Which lines of the data below include the string "AppScreen"? Return each of them.

*** TASK MATERIAL Section Begins ***

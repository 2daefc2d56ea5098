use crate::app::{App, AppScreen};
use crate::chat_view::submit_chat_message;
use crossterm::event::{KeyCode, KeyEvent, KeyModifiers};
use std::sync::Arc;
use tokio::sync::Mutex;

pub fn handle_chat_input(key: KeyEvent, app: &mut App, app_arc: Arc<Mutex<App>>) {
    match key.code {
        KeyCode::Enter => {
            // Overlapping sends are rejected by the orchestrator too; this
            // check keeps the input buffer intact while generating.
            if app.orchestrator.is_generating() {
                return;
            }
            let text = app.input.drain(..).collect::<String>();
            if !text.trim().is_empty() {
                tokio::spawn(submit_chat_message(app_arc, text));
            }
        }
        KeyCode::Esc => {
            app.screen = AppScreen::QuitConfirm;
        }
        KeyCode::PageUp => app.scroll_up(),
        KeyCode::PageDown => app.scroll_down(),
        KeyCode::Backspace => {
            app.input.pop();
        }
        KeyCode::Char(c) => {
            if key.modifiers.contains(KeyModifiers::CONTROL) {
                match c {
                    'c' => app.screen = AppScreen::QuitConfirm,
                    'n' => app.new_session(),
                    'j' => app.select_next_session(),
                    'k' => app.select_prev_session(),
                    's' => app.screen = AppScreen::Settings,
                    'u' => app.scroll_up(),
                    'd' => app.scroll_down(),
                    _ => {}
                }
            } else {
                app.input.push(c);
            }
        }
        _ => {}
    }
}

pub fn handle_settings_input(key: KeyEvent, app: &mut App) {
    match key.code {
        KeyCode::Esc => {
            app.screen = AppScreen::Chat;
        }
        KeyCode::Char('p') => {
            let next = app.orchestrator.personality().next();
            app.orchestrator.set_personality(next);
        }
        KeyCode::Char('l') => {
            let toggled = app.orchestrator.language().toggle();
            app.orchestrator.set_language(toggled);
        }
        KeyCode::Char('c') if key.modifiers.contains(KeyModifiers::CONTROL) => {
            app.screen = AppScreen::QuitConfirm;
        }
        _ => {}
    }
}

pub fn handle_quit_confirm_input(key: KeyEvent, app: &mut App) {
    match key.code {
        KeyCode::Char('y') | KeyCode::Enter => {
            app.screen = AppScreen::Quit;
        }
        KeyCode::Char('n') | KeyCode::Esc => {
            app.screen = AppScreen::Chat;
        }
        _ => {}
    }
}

*** TASK MATERIAL Section Ends ***
*** TASK MATERIAL Section Begins ***

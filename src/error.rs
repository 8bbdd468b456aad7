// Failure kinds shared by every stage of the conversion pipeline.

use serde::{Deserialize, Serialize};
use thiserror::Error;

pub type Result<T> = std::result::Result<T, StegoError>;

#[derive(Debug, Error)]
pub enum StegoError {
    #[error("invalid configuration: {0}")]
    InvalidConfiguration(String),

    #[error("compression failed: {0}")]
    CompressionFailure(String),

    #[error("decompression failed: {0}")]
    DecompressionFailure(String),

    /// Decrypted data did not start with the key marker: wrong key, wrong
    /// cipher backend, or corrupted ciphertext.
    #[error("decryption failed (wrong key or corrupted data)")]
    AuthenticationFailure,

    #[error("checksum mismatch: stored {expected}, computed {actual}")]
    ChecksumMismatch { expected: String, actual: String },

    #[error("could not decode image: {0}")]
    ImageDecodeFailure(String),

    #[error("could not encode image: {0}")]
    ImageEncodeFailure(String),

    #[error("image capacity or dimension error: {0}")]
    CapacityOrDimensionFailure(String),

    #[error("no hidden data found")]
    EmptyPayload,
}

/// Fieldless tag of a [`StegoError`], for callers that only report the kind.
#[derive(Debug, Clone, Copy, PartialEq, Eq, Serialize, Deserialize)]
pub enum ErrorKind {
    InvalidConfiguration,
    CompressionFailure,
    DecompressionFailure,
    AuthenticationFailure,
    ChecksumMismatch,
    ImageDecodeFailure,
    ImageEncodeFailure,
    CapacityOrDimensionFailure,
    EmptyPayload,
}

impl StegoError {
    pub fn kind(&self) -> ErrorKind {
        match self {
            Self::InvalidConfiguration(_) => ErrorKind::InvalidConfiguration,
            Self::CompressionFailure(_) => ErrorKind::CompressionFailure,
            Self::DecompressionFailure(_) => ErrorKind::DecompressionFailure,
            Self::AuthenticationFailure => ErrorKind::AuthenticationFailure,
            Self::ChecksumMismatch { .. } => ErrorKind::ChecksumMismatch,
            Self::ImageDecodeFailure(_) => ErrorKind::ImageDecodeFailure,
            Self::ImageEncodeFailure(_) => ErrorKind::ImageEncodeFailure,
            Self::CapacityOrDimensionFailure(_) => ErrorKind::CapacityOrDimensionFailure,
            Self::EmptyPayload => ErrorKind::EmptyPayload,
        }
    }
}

*** TASK MATERIAL Section Ends ***
*** TASK MATERIAL Section Begins ***

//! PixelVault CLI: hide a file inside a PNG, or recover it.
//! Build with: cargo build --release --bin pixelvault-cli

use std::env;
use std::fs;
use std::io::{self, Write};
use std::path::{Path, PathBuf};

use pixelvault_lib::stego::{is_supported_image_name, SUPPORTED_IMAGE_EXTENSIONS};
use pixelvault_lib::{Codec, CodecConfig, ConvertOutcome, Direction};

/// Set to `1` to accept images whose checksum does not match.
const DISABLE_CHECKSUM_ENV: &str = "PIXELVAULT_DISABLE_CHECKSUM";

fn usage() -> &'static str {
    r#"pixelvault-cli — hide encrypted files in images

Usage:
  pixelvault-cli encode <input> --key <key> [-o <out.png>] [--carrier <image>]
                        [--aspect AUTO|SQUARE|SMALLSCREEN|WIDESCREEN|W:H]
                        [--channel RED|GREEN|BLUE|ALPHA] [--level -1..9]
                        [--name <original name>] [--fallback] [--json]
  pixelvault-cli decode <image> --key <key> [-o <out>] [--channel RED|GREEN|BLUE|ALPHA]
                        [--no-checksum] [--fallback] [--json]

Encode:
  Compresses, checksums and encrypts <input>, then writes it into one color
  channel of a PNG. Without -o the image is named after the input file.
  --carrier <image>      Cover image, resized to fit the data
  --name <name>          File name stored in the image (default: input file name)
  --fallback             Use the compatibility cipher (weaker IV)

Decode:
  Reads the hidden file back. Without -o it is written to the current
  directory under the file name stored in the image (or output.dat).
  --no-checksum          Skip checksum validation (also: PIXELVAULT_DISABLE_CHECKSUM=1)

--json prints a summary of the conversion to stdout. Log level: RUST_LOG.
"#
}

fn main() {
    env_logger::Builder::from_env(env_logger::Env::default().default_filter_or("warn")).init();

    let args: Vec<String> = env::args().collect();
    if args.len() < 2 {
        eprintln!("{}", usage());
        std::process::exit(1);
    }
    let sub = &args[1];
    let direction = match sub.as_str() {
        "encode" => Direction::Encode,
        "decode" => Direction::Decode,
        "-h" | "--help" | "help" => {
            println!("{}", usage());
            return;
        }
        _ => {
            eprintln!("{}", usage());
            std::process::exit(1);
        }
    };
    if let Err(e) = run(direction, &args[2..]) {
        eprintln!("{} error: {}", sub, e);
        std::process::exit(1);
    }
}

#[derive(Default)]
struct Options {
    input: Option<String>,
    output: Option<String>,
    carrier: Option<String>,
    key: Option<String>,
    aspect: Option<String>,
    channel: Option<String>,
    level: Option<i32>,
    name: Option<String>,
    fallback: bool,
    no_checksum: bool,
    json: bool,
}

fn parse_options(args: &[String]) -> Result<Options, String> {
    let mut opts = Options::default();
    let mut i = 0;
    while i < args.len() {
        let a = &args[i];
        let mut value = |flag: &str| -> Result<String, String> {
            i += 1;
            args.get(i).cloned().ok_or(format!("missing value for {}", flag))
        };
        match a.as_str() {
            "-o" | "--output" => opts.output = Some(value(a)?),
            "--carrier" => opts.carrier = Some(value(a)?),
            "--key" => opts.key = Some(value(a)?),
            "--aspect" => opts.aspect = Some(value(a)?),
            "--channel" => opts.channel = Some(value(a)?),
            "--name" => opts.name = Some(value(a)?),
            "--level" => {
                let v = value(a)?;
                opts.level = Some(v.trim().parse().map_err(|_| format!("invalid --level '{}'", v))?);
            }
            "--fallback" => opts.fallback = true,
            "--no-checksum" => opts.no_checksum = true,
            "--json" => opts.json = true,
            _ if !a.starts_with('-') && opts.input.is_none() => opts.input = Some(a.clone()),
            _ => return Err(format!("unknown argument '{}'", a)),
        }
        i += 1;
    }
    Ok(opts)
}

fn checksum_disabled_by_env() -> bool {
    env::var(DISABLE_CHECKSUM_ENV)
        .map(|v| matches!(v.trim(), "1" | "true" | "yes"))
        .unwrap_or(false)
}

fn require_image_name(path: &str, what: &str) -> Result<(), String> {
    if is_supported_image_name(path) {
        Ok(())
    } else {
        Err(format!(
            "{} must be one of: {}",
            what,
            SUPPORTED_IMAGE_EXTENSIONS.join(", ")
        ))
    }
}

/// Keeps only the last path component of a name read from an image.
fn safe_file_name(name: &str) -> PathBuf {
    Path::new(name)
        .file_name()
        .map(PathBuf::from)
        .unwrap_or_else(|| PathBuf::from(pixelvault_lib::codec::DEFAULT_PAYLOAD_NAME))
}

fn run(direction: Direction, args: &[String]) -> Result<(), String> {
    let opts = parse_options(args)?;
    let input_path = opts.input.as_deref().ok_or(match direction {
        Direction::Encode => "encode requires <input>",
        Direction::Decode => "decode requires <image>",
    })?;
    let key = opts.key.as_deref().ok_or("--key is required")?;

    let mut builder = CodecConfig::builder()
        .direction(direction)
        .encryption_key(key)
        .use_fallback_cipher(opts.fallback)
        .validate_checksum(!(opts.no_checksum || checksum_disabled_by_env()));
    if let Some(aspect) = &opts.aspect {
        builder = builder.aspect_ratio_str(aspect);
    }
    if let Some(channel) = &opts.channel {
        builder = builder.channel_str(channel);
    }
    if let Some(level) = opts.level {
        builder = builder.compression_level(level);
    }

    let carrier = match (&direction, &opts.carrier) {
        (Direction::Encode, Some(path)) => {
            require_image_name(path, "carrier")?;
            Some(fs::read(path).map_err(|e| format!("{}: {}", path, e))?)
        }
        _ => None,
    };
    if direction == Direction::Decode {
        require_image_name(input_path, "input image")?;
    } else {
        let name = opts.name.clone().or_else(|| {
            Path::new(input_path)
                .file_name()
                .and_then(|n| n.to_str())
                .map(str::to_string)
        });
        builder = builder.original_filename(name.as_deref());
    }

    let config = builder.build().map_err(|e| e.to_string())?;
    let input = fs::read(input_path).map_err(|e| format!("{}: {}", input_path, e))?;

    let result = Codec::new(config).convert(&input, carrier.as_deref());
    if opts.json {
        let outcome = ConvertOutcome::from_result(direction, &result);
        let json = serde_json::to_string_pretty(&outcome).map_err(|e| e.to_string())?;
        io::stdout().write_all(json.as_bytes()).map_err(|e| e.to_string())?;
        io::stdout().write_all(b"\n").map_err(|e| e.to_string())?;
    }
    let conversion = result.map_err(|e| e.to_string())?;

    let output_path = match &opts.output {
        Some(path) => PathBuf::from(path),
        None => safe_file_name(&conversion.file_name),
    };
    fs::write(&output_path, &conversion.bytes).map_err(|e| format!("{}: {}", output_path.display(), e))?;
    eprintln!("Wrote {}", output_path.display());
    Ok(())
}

*** TASK MATERIAL Section Ends ***

- REPLY TO THE TASK:
use crate::app::{App, AppScreen};
            app.screen = AppScreen::QuitConfirm;
                    'c' => app.screen = AppScreen::QuitConfirm,
                    's' => app.screen = AppScreen::Settings,
            app.screen = AppScreen::Chat;
            app.screen = AppScreen::QuitConfirm;
            app.screen = AppScreen::Quit;
            app.screen = AppScreen::Chat;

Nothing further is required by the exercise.